Copy out each line below containing "catalog".
== Segment start ==
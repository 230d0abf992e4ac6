// ABOUTME: Narrow parsing boundary turning model text into typed JSON payloads
// ABOUTME: Strips markdown code fences, trims, and deserializes with serde_json
//
// SPDX-License-Identifier: MIT OR Apache-2.0
// Copyright (c) 2025 GeoCrop

use serde::de::DeserializeOwned;

use super::PipelineError;

/// Fence markers removed from model output, longest first
const FENCE_MARKERS: [&str; 4] = ["```json\n", "```json", "```\n", "```"];

/// Remove every code fence marker and surrounding whitespace
///
/// Both ```` ```json ```` and bare ```` ``` ```` fences are removed wherever
/// they appear, each together with one directly following newline.
#[must_use]
pub fn extract_json_payload(text: &str) -> String {
    let mut payload = text.to_owned();
    for marker in FENCE_MARKERS {
        if payload.contains(marker) {
            payload = payload.replace(marker, "");
        }
    }
    payload.trim().to_owned()
}

/// Extract and deserialize a JSON payload from model text
///
/// # Errors
///
/// Returns `PipelineError::MalformedResponse` when the remainder is not
/// valid JSON for `T`.
pub fn parse_payload<T: DeserializeOwned>(text: &str) -> Result<T, PipelineError> {
    let payload = extract_json_payload(text);
    serde_json::from_str(&payload).map_err(|e| {
        PipelineError::MalformedResponse(format!("payload is not the expected JSON: {e}"))
    })
}
// ABOUTME: GeoCrop CLI - run land analyses, fertilizer plans, and crop comparisons from a terminal
// ABOUTME: Parses arguments, initializes logging, and dispatches to command handlers
//
// SPDX-License-Identifier: MIT OR Apache-2.0
// Copyright (c) 2025 GeoCrop
//!
//! Usage:
//! ```bash
//! # Analyze the default location (New Delhi)
//! geocrop-cli analyze
//!
//! # Analyze a coordinate without calling the AI backend
//! geocrop-cli analyze --lat 30.9010 --lng 75.8573 --offline
//!
//! # Fertilizer plan for catalog crop 1 (Wheat)
//! geocrop-cli plan --lat 30.9010 --lng 75.8573 --crop 1
//!
//! # Compare growing Wheat against Soybeans, as JSON
//! geocrop-cli compare --current 1 --desired 6 --json
//!
//! # List the crop catalog
//! geocrop-cli crops
//! ```

mod commands;
mod helpers;

use clap::{Args, Parser, Subcommand};
use geocrop::errors::{AppError, AppResult};
use geocrop::logging::LoggingConfig;
use geocrop::models::Coordinate;
use geocrop::services::{LandAnalysisService, DEFAULT_COORDINATE};
use tracing::debug;

#[derive(Parser)]
#[command(
    name = "geocrop-cli",
    about = "GeoCrop land analysis CLI",
    long_about = "Analyze soil, recommend crops, plan fertilizer, and compare crop swaps for any coordinate."
)]
struct Cli {
    #[command(subcommand)]
    command: Command,

    /// Enable debug logging
    #[arg(long, short = 'v', global = true)]
    verbose: bool,
}

/// Coordinate and backend selection shared by analysis commands
#[derive(Args)]
struct LocationArgs {
    /// Latitude in decimal degrees
    #[arg(long, default_value_t = DEFAULT_COORDINATE.lat, allow_negative_numbers = true)]
    lat: f64,

    /// Longitude in decimal degrees
    #[arg(long, default_value_t = DEFAULT_COORDINATE.lng, allow_negative_numbers = true)]
    lng: f64,

    /// Skip the AI backend even when an API key is configured
    #[arg(long)]
    offline: bool,

    /// Print JSON instead of a text summary
    #[arg(long)]
    json: bool,
}

impl LocationArgs {
    const fn coordinate(&self) -> Coordinate {
        Coordinate::new(self.lat, self.lng)
    }

    fn service(&self) -> LandAnalysisService {
        if self.offline {
            LandAnalysisService::offline()
        } else {
            LandAnalysisService::from_env()
        }
    }
}

#[non_exhaustive]
#[derive(Subcommand)]
enum Command {
    /// Full land analysis: soil, crops, fertilizer plan, and report
    Analyze {
        #[command(flatten)]
        location: LocationArgs,
    },

    /// Fertilizer plan for a specific crop
    Plan {
        #[command(flatten)]
        location: LocationArgs,

        /// Crop id from the analysis crop list
        #[arg(long)]
        crop: u32,
    },

    /// Compare the current crop with a desired replacement
    Compare {
        #[command(flatten)]
        location: LocationArgs,

        /// Crop id currently grown
        #[arg(long)]
        current: u32,

        /// Crop id to switch to
        #[arg(long)]
        desired: u32,
    },

    /// List the built-in crop catalog
    Crops {
        /// Print JSON instead of a table
        #[arg(long)]
        json: bool,
    },
}

#[tokio::main]
async fn main() -> AppResult<()> {
    let cli = Cli::parse();

    let logging = LoggingConfig::from_env();
    let logging = if cli.verbose { logging.verbose() } else { logging };
    logging
        .init()
        .map_err(|e| AppError::internal(format!("Failed to initialize logging: {e}")))?;

    debug!("GeoCrop CLI");

    match cli.command {
        Command::Analyze { location } => {
            let mut service = location.service();
            commands::analyze(&mut service, location.coordinate(), location.json).await?;
        }
        Command::Plan { location, crop } => {
            let mut service = location.service();
            commands::plan(&mut service, location.coordinate(), crop, location.json).await?;
        }
        Command::Compare {
            location,
            current,
            desired,
        } => {
            let mut service = location.service();
            commands::compare(
                &mut service,
                location.coordinate(),
                current,
                desired,
                location.json,
            )
            .await?;
        }
        Command::Crops { json } => {
            commands::crops(json)?;
        }
    }

    Ok(())
}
== Segment end ==
Expected answer:
//! # Fertilizer plan for catalog crop 1 (Wheat)
//! # List the crop catalog
    /// List the built-in crop catalog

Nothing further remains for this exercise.